Among the lines below, restate word for word only those from the line with "self.entries.push(FileEntry::new(path, size));" through the line with "top.entries().iter().map(|e| e.size).collect()", with both end lines kept.

** Extracted entries follows **

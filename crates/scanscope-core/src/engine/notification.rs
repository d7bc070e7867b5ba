/// Notifications emitted by the scan engine.
///
/// Every notification carries the identity of the session that produced it.
/// Field names on the wire are the engine's camelCase; `sessionId` is
/// accepted as an alias of `scanId`.
use crate::model::FileEntry;
use serde::{Deserialize, Serialize};
use std::fmt;

/// Opaque, engine-issued identity of one scan run.
#[derive(Debug, Clone, Copy, PartialEq, Eq, Hash, PartialOrd, Ord, Serialize, Deserialize)]
#[serde(transparent)]
pub struct SessionId(pub u64);

impl fmt::Display for SessionId {
    fn fmt(&self, f: &mut fmt::Formatter<'_>) -> fmt::Result {
        write!(f, "#{}", self.0)
    }
}

/// Running totals plus the engine's current top-N list.
///
/// Used for both `scan_progress` and the terminal `scan_complete`.
#[derive(Debug, Clone, PartialEq, Serialize, Deserialize)]
#[serde(rename_all = "camelCase")]
pub struct ScanSnapshot {
    #[serde(rename = "scanId", alias = "sessionId")]
    pub session_id: SessionId,
    pub scanned_files: u64,
    pub scanned_bytes: u64,
    #[serde(default)]
    pub current_path: String,
    #[serde(default)]
    pub top_files: Vec<FileEntry>,
}

/// What happened to a path after the scan finished.
#[derive(Debug, Clone, Copy, PartialEq, Eq, Serialize, Deserialize)]
#[serde(rename_all = "lowercase")]
pub enum FsChangeKind {
    Create,
    Modify,
    Remove,
}

/// A filesystem change observed under the scanned root.
#[derive(Debug, Clone, PartialEq, Serialize, Deserialize)]
#[serde(rename_all = "camelCase")]
pub struct FsChange {
    #[serde(rename = "scanId", alias = "sessionId")]
    pub session_id: SessionId,
    pub path: String,
    pub kind: FsChangeKind,
    /// New size for create/modify; the engine omits it for removals and
    /// for paths it could not stat.
    #[serde(default)]
    pub size: Option<u64>,
}

/// Admission class of a notification.
#[derive(Debug, Clone, Copy, PartialEq, Eq)]
pub enum NotificationClass {
    /// Running progress snapshot.
    Progress,
    /// Terminal snapshot for the session.
    Completion,
    /// Post-completion filesystem change.
    Change,
}

impl NotificationClass {
    /// Progress and completion share the in-progress admission rules.
    pub fn is_progress_class(self) -> bool {
        matches!(self, Self::Progress | Self::Completion)
    }
}
/// Top-N largest files tracker.
///
/// Holds the bounded, size-ordered list of the largest known files for the
/// active scan session. During a scan the engine sends its authoritative
/// list with every snapshot and the tracker is replaced wholesale; once the
/// scan has completed, filesystem change events are folded in one at a time
/// using only what the list itself knows.
use crate::engine::{FsChange, FsChangeKind};
use crate::model::FileEntry;
use std::collections::HashSet;
use tracing::debug;

/// Capacity of the largest-files list when none is configured.
pub const DEFAULT_TOP_N: usize = 50;

/// What [`TopFiles::apply_change`] did with an event.
#[derive(Debug, Clone, Copy, PartialEq, Eq)]
pub enum ChangeOutcome {
    /// A new path entered the list.
    Inserted,
    /// An existing path changed size.
    Updated,
    /// This many entries were removed.
    Removed(usize),
    /// The size is too small to displace anything in a full list.
    Rejected,
    /// Create/modify without a usable size.
    Ignored,
    /// The event matched nothing, or changed nothing.
    Unchanged,
}

impl ChangeOutcome {
    /// `true` if the visible list was mutated.
    pub fn changed(self) -> bool {
        matches!(self, Self::Inserted | Self::Updated | Self::Removed(_))
    }
}

/// Bounded list of the largest files, sorted by size descending.
#[derive(Debug, Clone)]
pub struct TopFiles {
    entries: Vec<FileEntry>,
    capacity: usize,
}

impl Default for TopFiles {
    fn default() -> Self {
        Self::with_capacity(DEFAULT_TOP_N)
    }
}

impl TopFiles {
    /// Create an empty tracker. A capacity of zero is treated as one.
    pub fn with_capacity(capacity: usize) -> Self {
        let capacity = capacity.max(1);
        Self {
            entries: Vec::with_capacity(capacity),
            capacity,
        }
    }

    pub fn capacity(&self) -> usize {
        self.capacity
    }

    pub fn len(&self) -> usize {
        self.entries.len()
    }

    pub fn is_empty(&self) -> bool {
        self.entries.is_empty()
    }

    pub fn is_full(&self) -> bool {
        self.entries.len() >= self.capacity
    }

    /// Entries in rank order (largest first).
    pub fn entries(&self) -> &[FileEntry] {
        &self.entries
    }

    /// Size of the smallest retained entry, if any.
    pub fn min_size(&self) -> Option<u64> {
        self.entries.last().map(|e| e.size)
    }

    pub fn clear(&mut self) {
        self.entries.clear();
    }

    /// Replace the whole list with an engine snapshot.
    ///
    /// A path listed more than once keeps only its largest size.
    pub fn apply_snapshot(&mut self, entries: Vec<FileEntry>) {
        self.entries = entries;
        self.entries.sort_by(|a, b| b.size.cmp(&a.size));
        let mut seen = HashSet::with_capacity(self.entries.len());
        self.entries.retain(|e| seen.insert(e.path.clone()));
        self.entries.truncate(self.capacity);
    }

    /// Fold one filesystem change into the list.
    pub fn apply_change(&mut self, change: &FsChange) -> ChangeOutcome {
        match change.kind {
            FsChangeKind::Remove => self.remove_at_or_under(&change.path),
            FsChangeKind::Create | FsChangeKind::Modify => match change.size {
                Some(size) if size > 0 => self.upsert(&change.path, size),
                _ => ChangeOutcome::Ignored,
            },
        }
    }

    /// Remove `path` and, reading it as a directory, everything under it.
    fn remove_at_or_under(&mut self, path: &str) -> ChangeOutcome {
        let before = self.entries.len();
        self.entries.retain(|e| !e.is_at_or_under(path));
        let removed = before - self.entries.len();
        if removed == 0 {
            return ChangeOutcome::Unchanged;
        }
        debug!("Top files: removed {} entries at or under {}", removed, path);
        ChangeOutcome::Removed(removed)
    }

    fn upsert(&mut self, path: &str, size: u64) -> ChangeOutcome {
        if let Some(entry) = self.entries.iter_mut().find(|e| e.path == path) {
            if entry.size == size {
                return ChangeOutcome::Unchanged;
            }
            entry.size = size;
            self.normalise();
            return ChangeOutcome::Updated;
        }

        // A full list can only accept something strictly larger than its tail.
        if self.is_full() && self.min_size().is_some_and(|min| size <= min) {
            return ChangeOutcome::Rejected;
        }

        self.entries.push(FileEntry::new(path, size));
        self.normalise();
        ChangeOutcome::Inserted
    }

    /// Re-establish the ordering and capacity invariants.
    ///
    /// The sort is stable, so entries of equal size keep their relative
    /// order and unrelated rows do not shuffle on every event.
    fn normalise(&mut self) {
        self.entries.sort_by(|a, b| b.size.cmp(&a.size));
        self.entries.truncate(self.capacity);
    }
}

#[cfg(test)]
mod tests {
    use super::*;
    use crate::engine::SessionId;

    fn change(kind: FsChangeKind, path: &str, size: Option<u64>) -> FsChange {
        FsChange {
            session_id: SessionId(1),
            path: path.to_string(),
            kind,
            size,
        }
    }

    fn tracker(capacity: usize, files: &[(&str, u64)]) -> TopFiles {
        let mut top = TopFiles::with_capacity(capacity);
        top.apply_snapshot(files.iter().map(|&(p, s)| FileEntry::new(p, s)).collect());
        top
    }

    fn sizes(top: &TopFiles) -> Vec<u64> {
        top.entries().iter().map(|e| e.size).collect()
    }

    /// A create no larger than the minimum of a full list is turned away.
    #[test]
    fn full_list_rejects_small_create() {
        let mut top = tracker(2, &[("/a", 100), ("/b", 50)]);
        let outcome = top.apply_change(&change(FsChangeKind::Create, "/c", Some(30)));
        assert_eq!(outcome, ChangeOutcome::Rejected);
        assert_eq!(sizes(&top), vec![100, 50]);
    }

    /// Equal to the minimum is still not an improvement.
    #[test]
    fn full_list_rejects_create_equal_to_minimum() {
        let mut top = tracker(2, &[("/a", 100), ("/b", 50)]);
        let outcome = top.apply_change(&change(FsChangeKind::Create, "/c", Some(50)));
        assert_eq!(outcome, ChangeOutcome::Rejected);
    }

    /// A larger create evicts the smallest entry.
    #[test]
    fn full_list_accepts_larger_create_and_evicts_tail() {
        let mut top = tracker(2, &[("/a", 100), ("/b", 50)]);
        let outcome = top.apply_change(&change(FsChangeKind::Create, "/c", Some(70)));
        assert_eq!(outcome, ChangeOutcome::Inserted);
        assert_eq!(sizes(&top), vec![100, 70]);
        assert!(top.entries().iter().all(|e| e.path != "/b"));
    }

    #[test]
    fn modify_existing_path_updates_in_place_and_resorts() {
        let mut top = tracker(3, &[("/a", 100), ("/b", 50), ("/c", 10)]);
        let outcome = top.apply_change(&change(FsChangeKind::Modify, "/c", Some(500)));
        assert_eq!(outcome, ChangeOutcome::Updated);
        assert_eq!(top.entries()[0].path, "/c");
        assert_eq!(top.len(), 3);
    }

    #[test]
    fn modify_with_same_size_is_unchanged() {
        let mut top = tracker(3, &[("/a", 100)]);
        let outcome = top.apply_change(&change(FsChangeKind::Modify, "/a", Some(100)));
        assert_eq!(outcome, ChangeOutcome::Unchanged);
        assert!(!outcome.changed());
    }

    #[test]
    fn create_without_size_is_ignored() {
        let mut top = tracker(3, &[("/a", 100)]);
        assert_eq!(
            top.apply_change(&change(FsChangeKind::Create, "/x", None)),
            ChangeOutcome::Ignored
        );
        assert_eq!(
            top.apply_change(&change(FsChangeKind::Modify, "/a", Some(0))),
            ChangeOutcome::Ignored
        );
        assert_eq!(sizes(&top), vec![100]);
    }

    #[test]
    fn remove_exact_path() {
        let mut top = tracker(3, &[("/a", 100), ("/b", 50)]);
        let outcome = top.apply_change(&change(FsChangeKind::Remove, "/a", None));
        assert_eq!(outcome, ChangeOutcome::Removed(1));
        assert_eq!(sizes(&top), vec![50]);
    }

    /// Removing a directory drops exactly the entries nested under it.
    #[test]
    fn remove_directory_prefix_drops_nested_entries_only() {
        let mut top = tracker(
            5,
            &[
                ("/data/logs/a.log", 400),
                ("/data/logs/old/b.log", 300),
                ("/data/logsbackup/c.log", 200),
                ("/data/d.bin", 100),
            ],
        );
        let outcome = top.apply_change(&change(FsChangeKind::Remove, "/data/logs", None));
        assert_eq!(outcome, ChangeOutcome::Removed(2));
        let paths: Vec<&str> = top.entries().iter().map(|e| e.path.as_str()).collect();
        assert_eq!(paths, vec!["/data/logsbackup/c.log", "/data/d.bin"]);
    }

    #[test]
    fn remove_unknown_path_is_unchanged() {
        let mut top = tracker(3, &[("/a", 100)]);
        let outcome = top.apply_change(&change(FsChangeKind::Remove, "/zzz", None));
        assert_eq!(outcome, ChangeOutcome::Unchanged);
        assert_eq!(top.len(), 1);
    }

    /// Entries of equal size keep their relative order across unrelated updates.
    #[test]
    fn equal_sizes_keep_relative_order() {
        let mut top = tracker(5, &[("/x", 10), ("/y", 10), ("/z", 10)]);
        top.apply_change(&change(FsChangeKind::Create, "/big", Some(99)));
        let paths: Vec<&str> = top.entries().iter().map(|e| e.path.as_str()).collect();
        assert_eq!(paths, vec!["/big", "/x", "/y", "/z"]);
    }

    #[test]
    fn snapshot_is_truncated_to_capacity() {
        let top = tracker(2, &[("/a", 1), ("/b", 3), ("/c", 2)]);
        assert_eq!(sizes(&top), vec![3, 2]);
    }

    #[test]
    fn snapshot_with_repeated_path_keeps_largest() {
        let top = tracker(5, &[("/a", 1), ("/b", 3), ("/a", 7)]);
        assert_eq!(top.len(), 2);
        assert_eq!(top.entries()[0].path, "/a");
        assert_eq!(top.entries()[0].size, 7);
    }

    #[test]
    fn remove_with_empty_path_changes_nothing() {
        let mut top = tracker(5, &[("/a/x", 10), ("/b/y", 5)]);
        assert_eq!(
            top.apply_change(&change(FsChangeKind::Remove, "", None)),
            ChangeOutcome::Unchanged
        );
        assert_eq!(sizes(&top), vec![10, 5]);
    }

    #[test]
    fn zero_capacity_is_clamped() {
        assert_eq!(TopFiles::with_capacity(0).capacity(), 1);
    }
}
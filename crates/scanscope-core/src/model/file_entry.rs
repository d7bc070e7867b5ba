/// A single file in the largest-files list.
///
/// Paths are unique within one scan session; the engine reports them as
/// absolute, platform-native strings.
use compact_str::CompactString;
use serde::{Deserialize, Serialize};

#[derive(Debug, Clone, PartialEq, Eq, Serialize, Deserialize)]
pub struct FileEntry {
    /// Full path as reported by the scan engine.
    pub path: CompactString,
    /// File size in bytes.
    pub size: u64,
}

impl FileEntry {
    pub fn new(path: impl Into<CompactString>, size: u64) -> Self {
        Self {
            path: path.into(),
            size,
        }
    }

    /// `true` if this entry is `target` itself or lives underneath it when
    /// `target` is read as a directory.
    ///
    /// The match respects separator boundaries: `/a/b` covers `/a/b/c`
    /// but not `/a/bc`.
    pub fn is_at_or_under(&self, target: &str) -> bool {
        if target.is_empty() {
            return false;
        }
        let path = self.path.as_str();
        if path == target {
            return true;
        }
        let prefix = target.trim_end_matches(['/', '\\']);
        match path.strip_prefix(prefix) {
            Some(rest) => rest.starts_with(['/', '\\']),
            None => false,
        }
    }
}
/// Data model for the ScanScope largest-files view.
///
/// Re-exports the file entry type, the bounded top-N tracker, and the
/// display formatting helpers.
pub mod file_entry;
pub mod size;
pub mod top_files;

pub use file_entry::FileEntry;
pub use top_files::{ChangeOutcome, TopFiles, DEFAULT_TOP_N};
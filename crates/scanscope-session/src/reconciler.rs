/// Session reconciliation: which scan is "current", and which notifications
/// may touch visible state.
///
/// The engine issues session identities; the client only learns a new one
/// when the start call is acknowledged. Notifications keep arriving from
/// older sessions in the meantime, and acknowledgements can lag behind the
/// first progress event. Every notification therefore passes through
/// [`admit`], a pure function of the message and the current
/// [`SessionContext`], before it is applied.
use crate::error::SessionError;
use scanscope_core::engine::{EngineError, NotificationClass, SessionId, StartTicket};
use std::collections::BTreeSet;
use std::time::{Duration, Instant};
use tracing::{debug, info, warn};

/// Identity bookkeeping shared by every admission decision.
#[derive(Debug, Clone, Default, PartialEq, Eq)]
pub struct SessionContext {
    /// The session whose notifications are applied.
    pub active: Option<SessionId>,
    /// The session replaced by the most recent start.
    pub superseded: Option<SessionId>,
    /// Identities from start replies that arrived after their request was
    /// replaced. Never admitted.
    pub abandoned: BTreeSet<SessionId>,
    /// The session that most recently finished or was cancelled.
    pub completed: Option<SessionId>,
    /// A scan has been started and has not finished or been cancelled.
    pub in_progress: bool,
}

/// The user-visible lifecycle of the current session.
#[derive(Debug, Clone, Copy, PartialEq, Eq)]
pub enum SessionPhase {
    /// Nothing running, no finished session to follow.
    Idle,
    /// Start requested, engine has not issued an identity yet.
    Pending,
    /// Scanning under a known identity.
    Active,
    /// Finished or cancelled; filesystem changes are folded in.
    Completed,
}

/// Result of the admission gate.
#[derive(Debug, Clone, Copy, PartialEq, Eq)]
pub enum Admission {
    /// Belongs to the active session.
    Accept,
    /// No identity known yet: the notification's identity becomes active.
    Adopt,
    /// Late event from the session that already finished.
    RejectCompleted,
    /// Event from the session replaced by the latest start.
    RejectSuperseded,
    /// Progress while nothing is in progress.
    RejectIdle,
    /// Filesystem change while a scan is running.
    RejectScanning,
    /// Any other identity.
    RejectForeign,
}

impl Admission {
    pub fn is_accepted(self) -> bool {
        matches!(self, Self::Accept | Self::Adopt)
    }
}

/// Decide whether a notification from session `id` may be applied.
///
/// Progress and completion:
/// 1. the completed session is rejected;
/// 2. the superseded session and any abandoned identity are rejected;
/// 3. nothing in progress rejects everything;
/// 4. with no active identity, `id` is adopted;
/// 5. otherwise only the active identity passes.
///
/// Filesystem changes are only meaningful for the most recently completed
/// session, and only until a new scan starts.
pub fn admit(ctx: &SessionContext, id: SessionId, class: NotificationClass) -> Admission {
    if ctx.superseded == Some(id) || ctx.abandoned.contains(&id) {
        return Admission::RejectSuperseded;
    }

    if !class.is_progress_class() {
        if ctx.in_progress {
            return Admission::RejectScanning;
        }
        return if ctx.completed == Some(id) {
            Admission::Accept
        } else {
            Admission::RejectForeign
        };
    }

    if ctx.completed == Some(id) {
        Admission::RejectCompleted
    } else if !ctx.in_progress {
        Admission::RejectIdle
    } else if ctx.active.is_none() {
        Admission::Adopt
    } else if ctx.active == Some(id) {
        Admission::Accept
    } else {
        Admission::RejectForeign
    }
}

/// What a start acknowledgement did.
#[derive(Debug, Clone, PartialEq, Eq)]
pub enum StartOutcome {
    /// The pending start now has this identity.
    Accepted(SessionId),
    /// The engine refused; the previous identity is back.
    Rejected(EngineError),
    /// Reply to an earlier start that has since been replaced. An identity
    /// it carries is marked superseded and should be cancelled.
    Stale(Option<SessionId>),
}

/// Owner of the [`SessionContext`] and the session's timing.
#[derive(Debug, Default)]
pub struct Reconciler {
    ctx: SessionContext,
    pending: Option<StartTicket>,
    /// Active identity before the pending start, restored on rejection.
    rollback: Option<SessionId>,
    next_ticket: u64,
    root: String,
    started_at: Option<Instant>,
    last_duration: Option<Duration>,
}

impl Reconciler {
    pub fn new() -> Self {
        Self::default()
    }

    pub fn context(&self) -> &SessionContext {
        &self.ctx
    }

    /// Root of the most recently started session.
    pub fn root(&self) -> &str {
        &self.root
    }

    pub fn phase(&self) -> SessionPhase {
        match (self.ctx.in_progress, self.ctx.active, self.ctx.completed) {
            (true, None, _) => SessionPhase::Pending,
            (true, Some(_), _) => SessionPhase::Active,
            (false, _, Some(_)) => SessionPhase::Completed,
            (false, _, None) => SessionPhase::Idle,
        }
    }

    /// Time since the running session started, `None` when nothing runs.
    pub fn elapsed(&self, now: Instant) -> Option<Duration> {
        if !self.ctx.in_progress {
            return None;
        }
        self.started_at.map(|t| now.saturating_duration_since(t))
    }

    /// Duration of the last finished or cancelled session.
    pub fn last_duration(&self) -> Option<Duration> {
        self.last_duration
    }

    /// Start a new session over `root`.
    ///
    /// The current identity is superseded immediately, before the engine has
    /// answered, so its stragglers are rejected from here on.
    pub fn begin(&mut self, root: &str, now: Instant) -> Result<StartTicket, SessionError> {
        let root = root.trim();
        if root.is_empty() {
            return Err(SessionError::EmptyRoot);
        }

        self.rollback = self.ctx.active;
        if let Some(previous) = self.ctx.active.take() {
            self.ctx.superseded = Some(previous);
        }
        self.ctx.completed = None;
        self.ctx.in_progress = true;
        self.started_at = Some(now);
        self.last_duration = None;
        self.root = root.to_string();

        self.next_ticket += 1;
        let ticket = StartTicket(self.next_ticket);
        self.pending = Some(ticket);

        info!(
            "Session: starting scan of {} (superseded {:?})",
            self.root, self.ctx.superseded
        );
        Ok(ticket)
    }

    /// Apply the engine's answer to a start request.
    pub fn on_start_reply(
        &mut self,
        ticket: StartTicket,
        result: Result<SessionId, EngineError>,
    ) -> StartOutcome {
        if self.pending != Some(ticket) {
            let stale = result.ok().filter(|id| self.ctx.active != Some(*id));
            if let Some(id) = stale {
                debug!("Session: late start reply for {}, abandoning it", id);
                self.ctx.abandoned.insert(id);
            }
            return StartOutcome::Stale(stale);
        }
        self.pending = None;

        match result {
            Ok(id) => {
                info!("Session: engine accepted scan {}", id);
                self.ctx.active = Some(id);
                self.ctx.superseded = None;
                self.rollback = None;
                StartOutcome::Accepted(id)
            }
            Err(e) => {
                warn!("Session: engine rejected scan of {}: {}", self.root, e);
                self.ctx.active = self.rollback.take();
                self.ctx.superseded = None;
                self.ctx.in_progress = false;
                self.started_at = None;
                StartOutcome::Rejected(e)
            }
        }
    }

    /// Run the admission gate, adopting the identity when rule 4 applies.
    pub fn admit(&mut self, id: SessionId, class: NotificationClass) -> Admission {
        let admission = admit(&self.ctx, id, class);
        match admission {
            Admission::Adopt => {
                debug!("Session: adopting {} before its start reply", id);
                self.ctx.active = Some(id);
                self.ctx.superseded = None;
            }
            Admission::Accept => {}
            rejected => debug!("Session: dropped {:?} from {}: {:?}", class, id, rejected),
        }
        admission
    }

    /// Mark session `id` finished. Returns how long it ran.
    ///
    /// The active identity is kept so the session's filesystem changes stay
    /// admissible.
    pub fn complete(&mut self, id: SessionId, now: Instant) -> Duration {
        let duration = self
            .started_at
            .map(|t| now.saturating_duration_since(t))
            .unwrap_or_default();
        self.ctx.in_progress = false;
        self.ctx.completed = Some(id);
        self.last_duration = Some(duration);
        info!("Session: scan {} complete in {:?}", id, duration);
        duration
    }

    /// Treat the active session as finished from the client's side.
    ///
    /// Returns the identity the engine should be asked to cancel.
    pub fn cancel(&mut self, now: Instant) -> Result<SessionId, SessionError> {
        let id = self.ctx.active.ok_or(SessionError::NoActiveSession)?;
        if self.ctx.in_progress {
            self.last_duration = self.elapsed(now);
        }
        self.ctx.in_progress = false;
        self.ctx.completed = Some(id);
        info!("Session: scan {} cancelled", id);
        Ok(id)
    }
}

** End of Extracted entries **

*Result*
        self.entries.push(FileEntry::new(path, size));
        self.normalise();
        ChangeOutcome::Inserted
    }

    /// Re-establish the ordering and capacity invariants.
    ///
    /// The sort is stable, so entries of equal size keep their relative
    /// order and unrelated rows do not shuffle on every event.
    fn normalise(&mut self) {
        self.entries.sort_by(|a, b| b.size.cmp(&a.size));
        self.entries.truncate(self.capacity);
    }
}

#[cfg(test)]
mod tests {
    use super::*;
    use crate::engine::SessionId;

    fn change(kind: FsChangeKind, path: &str, size: Option<u64>) -> FsChange {
        FsChange {
            session_id: SessionId(1),
            path: path.to_string(),
            kind,
            size,
        }
    }

    fn tracker(capacity: usize, files: &[(&str, u64)]) -> TopFiles {
        let mut top = TopFiles::with_capacity(capacity);
        top.apply_snapshot(files.iter().map(|&(p, s)| FileEntry::new(p, s)).collect());
        top
    }

    fn sizes(top: &TopFiles) -> Vec<u64> {
        top.entries().iter().map(|e| e.size).collect()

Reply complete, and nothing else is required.